The book I am aiming to write is primarily focused on a reassessment of a neglected ruler such as Carloman, who has always been considered as part of the early stage of Charlemagne’s career, rather than as king of the Franks. He has, instead, independently ruled for the period of three years and he has been politically responsible for the Southern territories of the Frankish Kingdom and for areas under strong Frankish influence such as Alemannia and Bavaria. The book will try to answer to some key issues related to his kingdom that up to now have been disregarded. Regional and peripheral phenomena will be focused during my stay in Tübingen. These themes have to be brought back to the general topic of the Frankish Kingdom immediately after the disappearance of King Pippin III, when the mobility of alliances and of individuals helped a shift from the fidelity to Carloman to a new fidelity to Charlemagne.
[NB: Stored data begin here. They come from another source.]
impl Transform {
    #[must_use]
    pub const fn identity() -> Self {
        Self {
            m: [
                [1.0, 0.0, 0.0, 0.0],
                [0.0, 1.0, 0.0, 0.0],
                [0.0, 0.0, 1.0, 0.0],
                [0.0, 0.0, 0.0, 1.0],
            ],
        }
    }

    /// Build a transform from 16 values in column-major order, the layout
    /// used by WebGL style `matrixWorld.elements` buffers.
    #[must_use]
    pub fn from_cols_array(cols: &[f64; 16]) -> Self {
        let mut m = [[0.0; 4]; 4];
        for (col, chunk) in cols.chunks_exact(4).enumerate() {
            for (row, value) in chunk.iter().enumerate() {
                m[row][col] = *value;
            }
        }
        Self { m }
    }

    /// Construct a transform from origin and three orthonormal axes.
    /// The axes are expected to be unit vectors and mutually perpendicular.
    #[must_use]
    pub fn from_axes(origin: Point3, x_axis: Vec3, y_axis: Vec3, z_axis: Vec3) -> Self {
        Self {
            m: [
                [x_axis.x, y_axis.x, z_axis.x, origin.x],
                [x_axis.y, y_axis.y, z_axis.y, origin.y],
                [x_axis.z, y_axis.z, z_axis.z, origin.z],
                [0.0, 0.0, 0.0, 1.0],
            ],
        }
    }

    /// Construct a look-at transform (camera-style).
    /// `eye` is the camera position, `target` is what the camera looks at,
    /// `up` is the world up direction. The camera looks down its local -Z.
    #[must_use]
    pub fn look_at(eye: Point3, target: Point3, up: Vec3) -> Option<Self> {
        let forward = (target - eye).normalized()?;
        let right = forward.cross(up).normalized()?;
        let actual_up = right.cross(forward);
        Some(Self::from_axes(eye, right, actual_up, -forward))
    }

    /// Object-style orientation: local +Z points along `forward`.
    ///
    /// `up` is preferred for the local +Y axis; when `forward` is parallel to
    /// it the world Z (or X) axis is used instead so the frame never degenerates.
    #[must_use]
    pub fn facing(origin: Point3, forward: Vec3, up: Vec3) -> Option<Self> {
        let z_axis = forward.normalized()?;
        let x_axis = [up, Vec3::Z, Vec3::X]
            .into_iter()
            .find_map(|candidate| candidate.cross(z_axis).normalized())?;
        let y_axis = z_axis.cross(x_axis);
        Some(Self::from_axes(origin, x_axis, y_axis, z_axis))
    }

    #[must_use]
    pub const fn translate(offset: Vec3) -> Self {
        Self {
            m: [
                [1.0, 0.0, 0.0, offset.x],
                [0.0, 1.0, 0.0, offset.y],
                [0.0, 0.0, 1.0, offset.z],
                [0.0, 0.0, 0.0, 1.0],
            ],
        }
    }

    #[must_use]
    pub fn scale(sx: f64, sy: f64, sz: f64) -> Self {
        Self {
            m: [
                [sx, 0.0, 0.0, 0.0],
                [0.0, sy, 0.0, 0.0],
                [0.0, 0.0, sz, 0.0],
                [0.0, 0.0, 0.0, 1.0],
            ],
        }
    }

    #[must_use]
    pub fn uniform_scale(s: f64) -> Self {
        Self::scale(s, s, s)
    }

    #[must_use]
    pub fn compose(self, other: Self) -> Self {
        let mut result = Self::identity();
        for i in 0..4 {
            for j in 0..4 {
                result.m[i][j] = self.m[i][0] * other.m[0][j]
                    + self.m[i][1] * other.m[1][j]
                    + self.m[i][2] * other.m[2][j]
                    + self.m[i][3] * other.m[3][j];
            }
        }
        result
    }

    /// Compute the inverse of this transform.
    /// Returns `None` if the matrix is singular (non-invertible).
    #[must_use]
    pub fn inverse(self) -> Option<Self> {
        // Use the adjugate method for 4x4 matrix inversion
        let m = &self.m;

        // Compute 2x2 determinants for the first two rows
        let s0 = m[0][0] * m[1][1] - m[1][0] * m[0][1];
        let s1 = m[0][0] * m[1][2] - m[1][0] * m[0][2];
        let s2 = m[0][0] * m[1][3] - m[1][0] * m[0][3];
        let s3 = m[0][1] * m[1][2] - m[1][1] * m[0][2];
        let s4 = m[0][1] * m[1][3] - m[1][1] * m[0][3];
        let s5 = m[0][2] * m[1][3] - m[1][2] * m[0][3];

        // Compute 2x2 determinants for the last two rows
        let c5 = m[2][2] * m[3][3] - m[3][2] * m[2][3];
        let c4 = m[2][1] * m[3][3] - m[3][1] * m[2][3];
        let c3 = m[2][1] * m[3][2] - m[3][1] * m[2][2];
        let c2 = m[2][0] * m[3][3] - m[3][0] * m[2][3];
        let c1 = m[2][0] * m[3][2] - m[3][0] * m[2][2];
        let c0 = m[2][0] * m[3][1] - m[3][0] * m[2][1];

        let det = s0 * c5 - s1 * c4 + s2 * c3 + s3 * c2 - s4 * c1 + s5 * c0;

        if !det.is_finite() || det.abs() < 1e-15 {
            return None;
        }

        let inv_det = 1.0 / det;

        Some(Self {
            m: [
                [
                    (m[1][1] * c5 - m[1][2] * c4 + m[1][3] * c3) * inv_det,
                    (-m[0][1] * c5 + m[0][2] * c4 - m[0][3] * c3) * inv_det,
                    (m[3][1] * s5 - m[3][2] * s4 + m[3][3] * s3) * inv_det,
                    (-m[2][1] * s5 + m[2][2] * s4 - m[2][3] * s3) * inv_det,
                ],
                [
                    (-m[1][0] * c5 + m[1][2] * c2 - m[1][3] * c1) * inv_det,
                    (m[0][0] * c5 - m[0][2] * c2 + m[0][3] * c1) * inv_det,
                    (-m[3][0] * s5 + m[3][2] * s2 - m[3][3] * s1) * inv_det,
                    (m[2][0] * s5 - m[2][2] * s2 + m[2][3] * s1) * inv_det,
                ],
                [
                    (m[1][0] * c4 - m[1][1] * c2 + m[1][3] * c0) * inv_det,
                    (-m[0][0] * c4 + m[0][1] * c2 - m[0][3] * c0) * inv_det,
                    (m[3][0] * s4 - m[3][1] * s2 + m[3][3] * s0) * inv_det,
                    (-m[2][0] * s4 + m[2][1] * s2 - m[2][3] * s0) * inv_det,
                ],
                [
                    (-m[1][0] * c3 + m[1][1] * c1 - m[1][2] * c0) * inv_det,
                    (m[0][0] * c3 - m[0][1] * c1 + m[0][2] * c0) * inv_det,
                    (-m[3][0] * s3 + m[3][1] * s1 - m[3][2] * s0) * inv_det,
                    (m[2][0] * s3 - m[2][1] * s1 + m[2][2] * s0) * inv_det,
                ],
            ],
        })
    }

    /// Determinant of the upper-left 3x3 (linear) block.
    #[must_use]
    pub fn linear_determinant(self) -> f64 {
        let m = &self.m;
        m[0][0] * (m[1][1] * m[2][2] - m[1][2] * m[2][1])
            - m[0][1] * (m[1][0] * m[2][2] - m[1][2] * m[2][0])
            + m[0][2] * (m[1][0] * m[2][1] - m[1][1] * m[2][0])
    }

    /// Inverse-transpose of the linear block, the matrix that carries surface
    /// normals through this transform. `None` for singular transforms.
    #[must_use]
    pub fn normal_matrix(self) -> Option<NormalMatrix> {
        let m = &self.m;
        let det = self.linear_determinant();
        if !det.is_finite() || det.abs() < 1e-15 {
            return None;
        }
        let inv_det = 1.0 / det;

        // The inverse-transpose equals the cofactor matrix divided by det.
        let cof = [
            [
                m[1][1] * m[2][2] - m[1][2] * m[2][1],
                m[1][2] * m[2][0] - m[1][0] * m[2][2],
                m[1][0] * m[2][1] - m[1][1] * m[2][0],
            ],
            [
                m[0][2] * m[2][1] - m[0][1] * m[2][2],
                m[0][0] * m[2][2] - m[0][2] * m[2][0],
                m[0][1] * m[2][0] - m[0][0] * m[2][1],
            ],
            [
                m[0][1] * m[1][2] - m[0][2] * m[1][1],
                m[0][2] * m[1][0] - m[0][0] * m[1][2],
                m[0][0] * m[1][1] - m[0][1] * m[1][0],
            ],
        ];

        let mut n = [[0.0; 3]; 3];
        for (row, cof_row) in n.iter_mut().zip(cof.iter()) {
            for (value, c) in row.iter_mut().zip(cof_row.iter()) {
                *value = c * inv_det;
            }
        }
        Some(NormalMatrix { m: n })
    }

    /// Get the translation component of this transform.
    #[must_use]
    pub fn translation(self) -> Vec3 {
        Vec3::new(self.m[0][3], self.m[1][3], self.m[2][3])
    }

    #[must_use]
    pub fn apply_point(self, p: Point3) -> Point3 {
        let x = self.m[0][0] * p.x + self.m[0][1] * p.y + self.m[0][2] * p.z + self.m[0][3];
        let y = self.m[1][0] * p.x + self.m[1][1] * p.y + self.m[1][2] * p.z + self.m[1][3];
        let z = self.m[2][0] * p.x + self.m[2][1] * p.y + self.m[2][2] * p.z + self.m[2][3];
        Point3::new(x, y, z)
    }

    #[must_use]
    pub fn apply_vec(self, v: Vec3) -> Vec3 {
        let x = self.m[0][0] * v.x + self.m[0][1] * v.y + self.m[0][2] * v.z;
        let y = self.m[1][0] * v.x + self.m[1][1] * v.y + self.m[1][2] * v.z;
        let z = self.m[2][0] * v.x + self.m[2][1] * v.y + self.m[2][2] * v.z;
        Vec3::new(x, y, z)
    }

    /// Returns true if every matrix entry is finite.
    #[must_use]
    pub fn is_finite(&self) -> bool {
        self.m.iter().flatten().all(|v| v.is_finite())
    }

}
This will be my primary focus during my research stay in Tübingen and I will profit from the discussion with the other scholars in the Centre that are studying the mobility in the Early Medieval period. These themes are central to the understanding of the concept of transition and of the complexity of multicultural society, since in a very short span of time this shift shaped in a different way the Frankish and the European history. As direct consequences of these developments (the disappearance from the political scenario of Carloman, of his two sons and heirs, and her widow) a large mobility of aristocracy, both lay and ecclesiastic, was provoked by the new possibilities given by the conquest of the Lombard Kingdom, where Frankish and Alemannian learned men were asked to play an active role in new contexts. Here they gave hints for a cultural change that I will deeply and broadly research since it affected both sides of the Alps, and that we can still appreciate through the exchange of manuscripts, knowledge, people, and experiences.